-- TASK ITEM --
Take the lines from the beginning of the data below through the line holding "pub enum Tier" and return exactly those.

(Stored items)
────

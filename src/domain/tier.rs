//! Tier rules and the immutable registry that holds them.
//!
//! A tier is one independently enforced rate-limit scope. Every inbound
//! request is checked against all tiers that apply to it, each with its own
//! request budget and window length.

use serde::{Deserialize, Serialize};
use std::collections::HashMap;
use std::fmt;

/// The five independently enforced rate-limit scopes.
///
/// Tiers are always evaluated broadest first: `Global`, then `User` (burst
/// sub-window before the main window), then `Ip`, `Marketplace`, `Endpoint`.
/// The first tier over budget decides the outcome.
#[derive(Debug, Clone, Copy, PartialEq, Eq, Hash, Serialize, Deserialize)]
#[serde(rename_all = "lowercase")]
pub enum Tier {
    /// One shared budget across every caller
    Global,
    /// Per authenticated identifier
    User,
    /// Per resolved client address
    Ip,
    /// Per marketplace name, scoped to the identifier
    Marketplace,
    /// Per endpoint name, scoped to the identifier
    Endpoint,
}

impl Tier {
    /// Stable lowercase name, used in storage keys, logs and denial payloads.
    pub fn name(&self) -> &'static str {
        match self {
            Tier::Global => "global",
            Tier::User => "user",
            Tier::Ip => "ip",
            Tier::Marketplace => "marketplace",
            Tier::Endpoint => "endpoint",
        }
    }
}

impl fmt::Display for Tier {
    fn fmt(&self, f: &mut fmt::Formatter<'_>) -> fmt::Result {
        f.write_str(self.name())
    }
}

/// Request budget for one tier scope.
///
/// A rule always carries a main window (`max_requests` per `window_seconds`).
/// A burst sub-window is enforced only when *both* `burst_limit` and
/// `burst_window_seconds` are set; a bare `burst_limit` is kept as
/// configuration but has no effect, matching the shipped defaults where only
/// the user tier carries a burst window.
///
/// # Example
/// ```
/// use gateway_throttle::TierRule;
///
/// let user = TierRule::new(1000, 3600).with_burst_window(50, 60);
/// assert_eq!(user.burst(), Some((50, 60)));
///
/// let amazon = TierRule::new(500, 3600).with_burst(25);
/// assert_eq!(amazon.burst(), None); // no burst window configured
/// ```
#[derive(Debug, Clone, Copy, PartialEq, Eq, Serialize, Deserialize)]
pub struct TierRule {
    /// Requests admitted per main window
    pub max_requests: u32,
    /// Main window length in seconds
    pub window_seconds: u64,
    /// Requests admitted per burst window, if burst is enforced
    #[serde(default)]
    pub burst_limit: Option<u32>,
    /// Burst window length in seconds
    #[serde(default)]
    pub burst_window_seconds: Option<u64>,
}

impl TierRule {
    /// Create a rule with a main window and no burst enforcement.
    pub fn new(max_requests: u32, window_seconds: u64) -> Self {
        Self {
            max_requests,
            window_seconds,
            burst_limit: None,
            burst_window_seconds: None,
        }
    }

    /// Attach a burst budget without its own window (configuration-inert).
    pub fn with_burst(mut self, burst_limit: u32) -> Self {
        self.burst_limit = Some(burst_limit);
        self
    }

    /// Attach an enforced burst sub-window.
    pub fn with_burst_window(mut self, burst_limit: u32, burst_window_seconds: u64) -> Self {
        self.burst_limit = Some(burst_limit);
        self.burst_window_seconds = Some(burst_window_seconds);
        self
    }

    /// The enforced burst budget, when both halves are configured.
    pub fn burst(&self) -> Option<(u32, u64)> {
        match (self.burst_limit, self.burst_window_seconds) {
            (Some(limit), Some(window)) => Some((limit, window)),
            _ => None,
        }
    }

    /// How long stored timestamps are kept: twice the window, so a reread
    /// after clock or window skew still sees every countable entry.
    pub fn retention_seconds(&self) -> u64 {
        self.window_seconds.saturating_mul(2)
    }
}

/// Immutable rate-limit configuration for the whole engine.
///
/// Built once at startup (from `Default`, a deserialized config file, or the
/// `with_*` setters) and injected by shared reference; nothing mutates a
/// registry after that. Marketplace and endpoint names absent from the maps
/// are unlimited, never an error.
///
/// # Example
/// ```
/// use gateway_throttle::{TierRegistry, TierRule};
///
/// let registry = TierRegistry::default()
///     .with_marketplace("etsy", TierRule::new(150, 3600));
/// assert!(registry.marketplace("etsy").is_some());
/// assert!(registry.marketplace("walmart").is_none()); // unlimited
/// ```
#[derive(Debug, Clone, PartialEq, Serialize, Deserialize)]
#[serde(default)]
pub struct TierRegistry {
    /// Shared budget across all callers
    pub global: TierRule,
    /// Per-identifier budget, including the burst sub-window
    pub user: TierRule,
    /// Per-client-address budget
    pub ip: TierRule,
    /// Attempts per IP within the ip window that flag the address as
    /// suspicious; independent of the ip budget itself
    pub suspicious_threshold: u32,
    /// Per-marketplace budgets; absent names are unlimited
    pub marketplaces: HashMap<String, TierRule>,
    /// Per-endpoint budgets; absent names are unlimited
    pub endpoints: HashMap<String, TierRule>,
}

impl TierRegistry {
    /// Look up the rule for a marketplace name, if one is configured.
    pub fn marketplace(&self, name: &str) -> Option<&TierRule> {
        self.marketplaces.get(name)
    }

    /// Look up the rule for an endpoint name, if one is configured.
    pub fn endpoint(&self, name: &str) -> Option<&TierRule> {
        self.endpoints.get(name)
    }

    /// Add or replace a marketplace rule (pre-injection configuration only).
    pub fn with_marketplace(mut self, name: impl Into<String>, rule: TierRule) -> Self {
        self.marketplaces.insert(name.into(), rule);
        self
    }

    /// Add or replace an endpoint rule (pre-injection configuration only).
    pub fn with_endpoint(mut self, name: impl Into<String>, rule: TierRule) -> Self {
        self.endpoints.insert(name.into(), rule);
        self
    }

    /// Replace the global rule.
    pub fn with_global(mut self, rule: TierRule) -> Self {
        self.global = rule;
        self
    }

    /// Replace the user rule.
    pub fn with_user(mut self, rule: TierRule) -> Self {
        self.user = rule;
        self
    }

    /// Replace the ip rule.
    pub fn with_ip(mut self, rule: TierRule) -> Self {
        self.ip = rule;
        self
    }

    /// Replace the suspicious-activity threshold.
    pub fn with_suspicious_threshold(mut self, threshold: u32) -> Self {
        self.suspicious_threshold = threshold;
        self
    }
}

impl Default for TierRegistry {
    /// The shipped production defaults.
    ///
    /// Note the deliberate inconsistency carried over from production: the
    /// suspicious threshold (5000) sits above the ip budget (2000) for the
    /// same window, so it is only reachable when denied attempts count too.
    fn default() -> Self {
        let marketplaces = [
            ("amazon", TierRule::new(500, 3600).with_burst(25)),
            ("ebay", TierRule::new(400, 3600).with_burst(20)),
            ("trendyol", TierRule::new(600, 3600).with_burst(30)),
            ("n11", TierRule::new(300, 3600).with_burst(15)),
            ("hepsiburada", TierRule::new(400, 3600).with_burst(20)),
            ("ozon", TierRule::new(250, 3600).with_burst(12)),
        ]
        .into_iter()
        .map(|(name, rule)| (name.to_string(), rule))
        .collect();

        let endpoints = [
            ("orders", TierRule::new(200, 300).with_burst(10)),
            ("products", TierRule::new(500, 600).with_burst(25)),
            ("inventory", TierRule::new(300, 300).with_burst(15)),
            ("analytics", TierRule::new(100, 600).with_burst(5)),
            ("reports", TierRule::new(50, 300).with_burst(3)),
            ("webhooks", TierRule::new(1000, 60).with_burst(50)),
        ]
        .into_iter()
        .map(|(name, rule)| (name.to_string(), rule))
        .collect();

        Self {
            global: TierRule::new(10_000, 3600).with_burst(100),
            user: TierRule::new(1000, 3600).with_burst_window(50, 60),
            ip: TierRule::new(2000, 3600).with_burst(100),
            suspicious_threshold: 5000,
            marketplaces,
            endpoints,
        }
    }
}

────

-- TASK RESPONSE --
filename src/domain/tier.rs
//! Tier rules and the immutable registry that holds them.
//!
//! A tier is one independently enforced rate-limit scope. Every inbound
//! request is checked against all tiers that apply to it, each with its own
//! request budget and window length.

use serde::{Deserialize, Serialize};
use std::collections::HashMap;
use std::fmt;

/// The five independently enforced rate-limit scopes.
///
/// Tiers are always evaluated broadest first: `Global`, then `User` (burst
/// sub-window before the main window), then `Ip`, `Marketplace`, `Endpoint`.
/// The first tier over budget decides the outcome.
#[derive(Debug, Clone, Copy, PartialEq, Eq, Hash, Serialize, Deserialize)]
#[serde(rename_all = "lowercase")]
pub enum Tier {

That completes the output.